Example 8 (partially crosslinked system) EP-2 as component A 80 parts PP-1 as component B 20 parts and 0.5 parts of a crosslinking agent 0.05 Parts of a crosslinking retarder. The elastomer obtained has a Gel fraction of 73%.

The elastomer has excellent flexibility, namely one Olsen bending stiffness of 400 N / cm2.

The comparative elastomer with conventional propylene is used for flexibility prepared according to the formulations below.

Comparative Example 7 (partially crosslinked system) EP-2 as component A 90 parts of PP-4 as component B 10 parts of 0.5 part of a crosslinking agent and 0.05 Parts of a crosslinking retarder. The mixture obtained has a gel fraction of 70%.

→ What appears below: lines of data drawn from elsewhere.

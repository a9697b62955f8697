pub mod apis;
pub mod config;
pub mod constants;
pub mod error;
pub mod http_client;
pub mod logging;
pub mod pipeline;
pub mod ports;
pub mod progress;
pub mod storage;
pub mod transform;
pub mod types;

pub use config::EtlConfig;
pub use error::{ErrorKind, EtlError, Result};
pub use pipeline::{Pipeline, PipelineReport};
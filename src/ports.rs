use crate::error::Result;

/// Retrieves the HTML body of a page.
pub trait PageFetcher {
    fn fetch(&self, url: &str) -> Result<String>;
}
use std::fs;
use tracing_appender::non_blocking::WorkerGuard;
use tracing_subscriber::{fmt, prelude::*, EnvFilter};

/// Initializes diagnostic logging with both console and file output.
///
/// The returned guard flushes the file writer when dropped, so hold it until
/// the process is done.
pub fn init_logging() -> WorkerGuard {
    // Ensure logs directory exists
    let _ = fs::create_dir_all("logs");

    let file_appender = tracing_appender::rolling::daily("logs", "banks_etl.log");
    let (non_blocking_writer, guard) = tracing_appender::non_blocking(file_appender);

    // JSON for files, human-readable for the console
    let file_layer = fmt::layer().json().with_writer(non_blocking_writer);
    let console_layer = fmt::layer().with_target(true).with_writer(std::io::stderr);

    // Respect RUST_LOG if set
    let env_filter =
        EnvFilter::try_from_default_env().unwrap_or_else(|_| EnvFilter::new("banks_etl=info,warn"));

    tracing_subscriber::registry()
        .with(env_filter)
        .with(file_layer)
        .with(console_layer)
        .init();

    guard
}
use crate::error::{EtlError, Result};
use crate::ports::PageFetcher;
use reqwest::blocking::Client;
use tracing::{debug, info};

/// Blocking GET with no timeout and no retry.
pub struct ReqwestFetcher {
    client: Client,
}

impl ReqwestFetcher {
    pub fn new() -> Result<Self> {
        // The blocking client defaults to a 30s timeout; waits here are unbounded
        let client = Client::builder().timeout(None).build()?;
        Ok(Self { client })
    }
}

impl PageFetcher for ReqwestFetcher {
    fn fetch(&self, url: &str) -> Result<String> {
        info!("Fetching {}", url);
        let response = self.client.get(url).send()?;

        let status = response.status();
        if !status.is_success() {
            return Err(EtlError::HttpStatus {
                url: url.to_string(),
                status: status.as_u16(),
            });
        }

        let body = response.text()?;
        debug!("Received {} bytes", body.len());
        Ok(body)
    }
}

The mixture noticeably leads to a deformation, a formation of flow structures and anticipated disadvantages. It is available as a thermoplastic elastomer unusable.

Claims (9)

Thermoplastic elastomer composition Claims 1. Thermoplastic Elastomer composition containing components A and B, the component A is an elastomer copolymer of ethylene, a 64-mono-olefin and optionally a non-conjugated diene and component B a resinous copolymer of propylene, a C5 to C12-4 olefin and optionally of ethylene or butene-1 with a weight ratio A / B between 1/99 and 80/20. 2. Composition according to claim 1, characterized by a straight chain C5 to C12 W olefin. 3. Composition according to Ansoruch 2, characterized by lexen-l as a straight-chain "olefin. 4. Composition according to claim 1, characterized by a branched chain C5 to C12 - «- olefin. 5. Composition according to claim 4, characterized by 4-methyl-1-pentene as a branched * olefin. 6. Composition according to one of claims 1 to 5, characterized in that that at least one component A or B is free from crosslinking. 7. Composition according to claim 6, characterized in that both Components A and B are free from crosslinking. 8. Composition according to one of claims 1 to 5, characterized in that that at least one component A or B is partially crosslinked. 9. Composition according to one of claims 1 to 5, characterized in that that components A and B have crosslinks with one another.